Acara diawali dengan pembukaan resmi oleh Ketua PC LP Ma’arif NU Kabupaten Blitar, K.H. Muslih, M.A. Sebagai keynote speaker, Diana Lutfiana Ulfa, M.Pd. menyampaikan pandangan tentang urgensi transformasi digital dalam dunia pendidikan. Selain itu, turut hadir pula Abu Zaeni, M.Pd., dosen Institut Agama Islam Faqih Asy’ari Kediri, sebagai narasumber yang turut memberikan materi untuk memperkaya perspektif para peserta.
Dalam sesi pemaparan materi, peserta diajak untuk memahami dan mengeksplorasi berbagai aplikasi dan platform pembelajaran berbasis AI yang dapat diadaptasi dalam kegiatan belajar mengajar. Mereka juga dilatih untuk membuat media pembelajaran berbasis AI, serta mempraktikkan strategi dan model pembelajaran inovatif yang sesuai dengan kebutuhan siswa di era digital.
Menurut Dr. Septinaningrum, M.Pd., penerapan AI bukan sekadar tren, melainkan kebutuhan yang akan membantu guru dalam menyederhanakan proses pembelajaran, meningkatkan keterlibatan siswa, serta memberikan evaluasi yang lebih akurat dan objektif. “AI tidak menggantikan peran guru, tetapi mendukungnya agar lebih efektif dalam mendidik generasi masa depan,” ujarnya.

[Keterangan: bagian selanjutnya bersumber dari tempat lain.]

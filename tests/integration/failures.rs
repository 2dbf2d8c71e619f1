use bytes::Bytes;
use tokio::io::AsyncWriteExt;
use tokio::net::TcpStream;

use fanout_core::chunk::Chunk;
use fanout_core::crypto::checksum;
use fanout_core::wire::{FrameKind, Request, Response};
use fanout_services::rpc::{read_frame, write_frame};
use fanout_services::{
    Assembler, AssemblyError, ChunkTransport, DispatchEngine, DispatchError, TcpTransport,
};

use crate::*;

// ══════════════════════════════════════════════════════════════════════════════
//  Node failures
// ══════════════════════════════════════════════════════════════════════════════

/// The first node is down. Every chunk fails there once, then lands on the second.
#[tokio::test(flavor = "multi_thread", worker_threads = 4)]
async fn test_dead_first_node_rotates() {
    let dir = TestDir::new("dead-first");
    let input = write_input(dir.path(), "input.bin", 50_000);
    let dead = dead_node().await;
    let live = TestReceiver::start(&dir.path().join("live")).await.unwrap();

    let sent = send_file(&input, 8192, fast_config(&[&dead, &live.addr], 3, 2))
        .await
        .unwrap();
    assert_eq!(sent.total, 7);
    assert_eq!(sent.summary.delivered, 7);
    assert_eq!(sent.summary.failed, 0);
    assert!(live.received.is_complete(&sent.file_id));

    live.stop().await.unwrap();
}

/// No node reachable: every chunk is permanently failed and `wait` still returns.
#[tokio::test(flavor = "multi_thread", worker_threads = 4)]
async fn test_all_nodes_dead() {
    let dir = TestDir::new("all-dead");
    let input = write_input(dir.path(), "input.bin", 3000);
    let a = dead_node().await;
    let b = dead_node().await;

    let sent = send_file(&input, 1000, fast_config(&[&a, &b], 2, 3)).await.unwrap();
    assert_eq!(sent.summary.delivered, 0);
    assert_eq!(sent.summary.failed, 3);
    assert_eq!(sent.progress, 0);
    assert!(sent.summary.failures.iter().all(|f| f.attempts == 5));
}

// ══════════════════════════════════════════════════════════════════════════════
//  Integrity
// ══════════════════════════════════════════════════════════════════════════════

/// A corrupted payload is refused on the wire and never stored.
#[tokio::test(flavor = "multi_thread", worker_threads = 2)]
async fn test_checksum_mismatch_rejected_over_the_wire() {
    let dir = TestDir::new("mismatch");
    let node = TestReceiver::start(&dir.path().join("node")).await.unwrap();
    let transport = TcpTransport::new(Duration::from_secs(5));

    let mut chunk = Chunk::new("mismatch-01", 0, 1, Bytes::from_static(b"original"), "m.bin");
    chunk.payload = Bytes::from_static(b"tampered");

    let ack = transport.send_chunk(&node.addr, &chunk).await.unwrap();
    assert!(!ack.success);
    assert_eq!(ack.message, "checksum mismatch");
    assert!(!node.store.has("mismatch-01", 0));
    assert!(!node.received.contains("mismatch-01", 0));

    node.stop().await.unwrap();
}

/// One chunk that every node refuses fails alone after five attempts; the
/// rest of the file still arrives, and assembly then reports the hole.
#[tokio::test(flavor = "multi_thread", worker_threads = 4)]
async fn test_rejected_chunk_is_isolated() {
    let dir = TestDir::new("isolated");
    let a = TestReceiver::start(&dir.path().join("a")).await.unwrap();
    let b = TestReceiver::start(&dir.path().join("b")).await.unwrap();

    let transport = Arc::new(TcpTransport::new(Duration::from_secs(5)));
    let mut engine =
        DispatchEngine::new(fast_config(&[&a.addr, &b.addr], 2, 4), transport, 4).unwrap();
    for i in 0..4u32 {
        let mut chunk = Chunk::new("isolated-01", i, 4, Bytes::from(vec![i as u8; 64]), "i.bin");
        if i == 2 {
            chunk.checksum = checksum(b"not the payload");
        }
        engine.enqueue(chunk).await.unwrap();
    }
    engine.run();
    let summary = engine.wait().await;

    assert_eq!(summary.delivered, 3);
    assert_eq!(summary.failed, 1);
    assert_eq!(summary.failures[0].index, 2);
    assert_eq!(summary.failures[0].attempts, 5);
    assert!(summary.failures[0].last_error.contains("checksum mismatch"));

    let assembled = Assembler::from_store(a.store.clone())
        .assemble_all(&dir.path().join("restored"))
        .unwrap();
    assert!(assembled.assembled.is_empty());
    assert!(matches!(
        assembled.failed[0].1,
        AssemblyError::Gap { expected: 2, found: 3 }
    ));

    a.stop().await.unwrap();
    b.stop().await.unwrap();
}

// ══════════════════════════════════════════════════════════════════════════════
//  Receiver lifecycle
// ══════════════════════════════════════════════════════════════════════════════

/// Garbage on one connection closes that connection only.
#[tokio::test(flavor = "multi_thread", worker_threads = 2)]
async fn test_malformed_frame_closes_only_that_connection() {
    let dir = TestDir::new("malformed");
    let node = TestReceiver::start(&dir.path().join("node")).await.unwrap();

    let mut bad = TcpStream::connect(&node.addr).await.unwrap();
    bad.write_all(&[0xEE; 20]).await.unwrap();
    let reply = read_frame(&mut bad).await.unwrap().unwrap();
    assert_eq!(reply.kind, FrameKind::Error);

    let mut good = TcpStream::connect(&node.addr).await.unwrap();
    write_frame(&mut good, &Request::HealthCheck.encode().unwrap())
        .await
        .unwrap();
    let raw = read_frame(&mut good).await.unwrap().unwrap();
    assert!(matches!(
        Response::decode(raw.kind, &raw.meta).unwrap(),
        Response::Health(h) if h.ready
    ));

    node.stop().await.unwrap();
}

/// Shutdown stops accepting, closes idle connections and returns.
#[tokio::test(flavor = "multi_thread", worker_threads = 2)]
async fn test_graceful_shutdown() {
    let dir = TestDir::new("shutdown");
    let node = TestReceiver::start(&dir.path().join("node")).await.unwrap();
    let addr = node.addr.clone();
    let transport = TcpTransport::new(Duration::from_secs(5));

    let chunk = Chunk::new("shutdown-01", 0, 1, Bytes::from_static(b"last words"), "s.bin");
    assert!(transport.send_chunk(&addr, &chunk).await.unwrap().success);

    let idle = TcpStream::connect(&addr).await.unwrap();
    let store = node.store.clone();
    node.stop().await.unwrap();

    assert!(store.has("shutdown-01", 0));
    assert!(transport.health_check(&addr).await.unwrap_err().is_transport());
    drop(idle);
}

/// A request already arriving when shutdown fires is still answered.
#[tokio::test(flavor = "multi_thread", worker_threads = 2)]
async fn test_shutdown_mid_frame_completes_request() {
    use zerocopy::AsBytes;

    let dir = TestDir::new("shutdown-mid-frame");
    let node = TestReceiver::start(&dir.path().join("node")).await.unwrap();
    let store = node.store.clone();

    let chunk = Chunk::new("midframe-01", 0, 1, Bytes::from(vec![9u8; 65_536]), "m.bin");
    let frame = Request::SendChunk(chunk).encode().unwrap();

    let mut stream = TcpStream::connect(&node.addr).await.unwrap();
    stream.write_all(frame.header.as_bytes()).await.unwrap();
    stream.write_all(&frame.meta).await.unwrap();
    stream.write_all(&frame.payload[..1000]).await.unwrap();
    tokio::time::sleep(Duration::from_millis(100)).await;

    let stopping = tokio::spawn(node.stop());
    tokio::time::sleep(Duration::from_millis(100)).await;
    stream.write_all(&frame.payload[1000..]).await.unwrap();

    let raw = read_frame(&mut stream).await.unwrap().expect("ack before close");
    assert_eq!(
        Response::decode(raw.kind, &raw.meta).unwrap(),
        Response::ack(true, "chunk received")
    );
    stopping.await.unwrap().unwrap();
    assert!(store.has("midframe-01", 0));
}

/// Cancelling while every node is down stops the engine during backoff.
#[tokio::test(flavor = "multi_thread", worker_threads = 2)]
async fn test_cancel_while_backing_off() {
    let dead = dead_node().await;
    let mut config = fast_config(&[&dead], 1, 8);
    config.retry.backoff_unit = Duration::from_secs(60);

    let transport = Arc::new(TcpTransport::new(Duration::from_secs(5)));
    let mut engine = DispatchEngine::new(config, transport, 8).unwrap();
    let queue = engine.queue();
    for i in 0..8u32 {
        let chunk = Chunk::new("cancel-01", i, 8, Bytes::from(vec![1u8; 16]), "c.bin");
        queue.enqueue(chunk).await.unwrap();
    }
    let cancel = engine.cancel_handle();
    engine.run();

    tokio::time::sleep(Duration::from_millis(200)).await;
    cancel.cancel();
    assert!(matches!(
        queue.enqueue(Chunk::new("cancel-01", 0, 8, Bytes::from_static(b"x"), "c.bin")).await,
        Err(DispatchError::Cancelled)
    ));
    drop(queue);

    let summary = tokio::time::timeout(Duration::from_secs(5), engine.wait())
        .await
        .expect("cancelled engine finishes promptly");
    assert_eq!(summary.delivered, 0);
    assert_eq!(summary.failed, 0);
    assert_eq!(summary.cancelled, 8);
}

Kegiatan ini mendapatkan antusiasme tinggi dari peserta. Mereka tidak hanya mendapatkan wawasan teoritis, tetapi juga praktik langsung yang aplikatif, yang diharapkan dapat segera diterapkan di sekolah. FTIK UIN SATU Tulungagung mendukung kontribusi nyata dalam pengembangan profesionalisme guru, khususnya di lingkungan pendidikan Islam.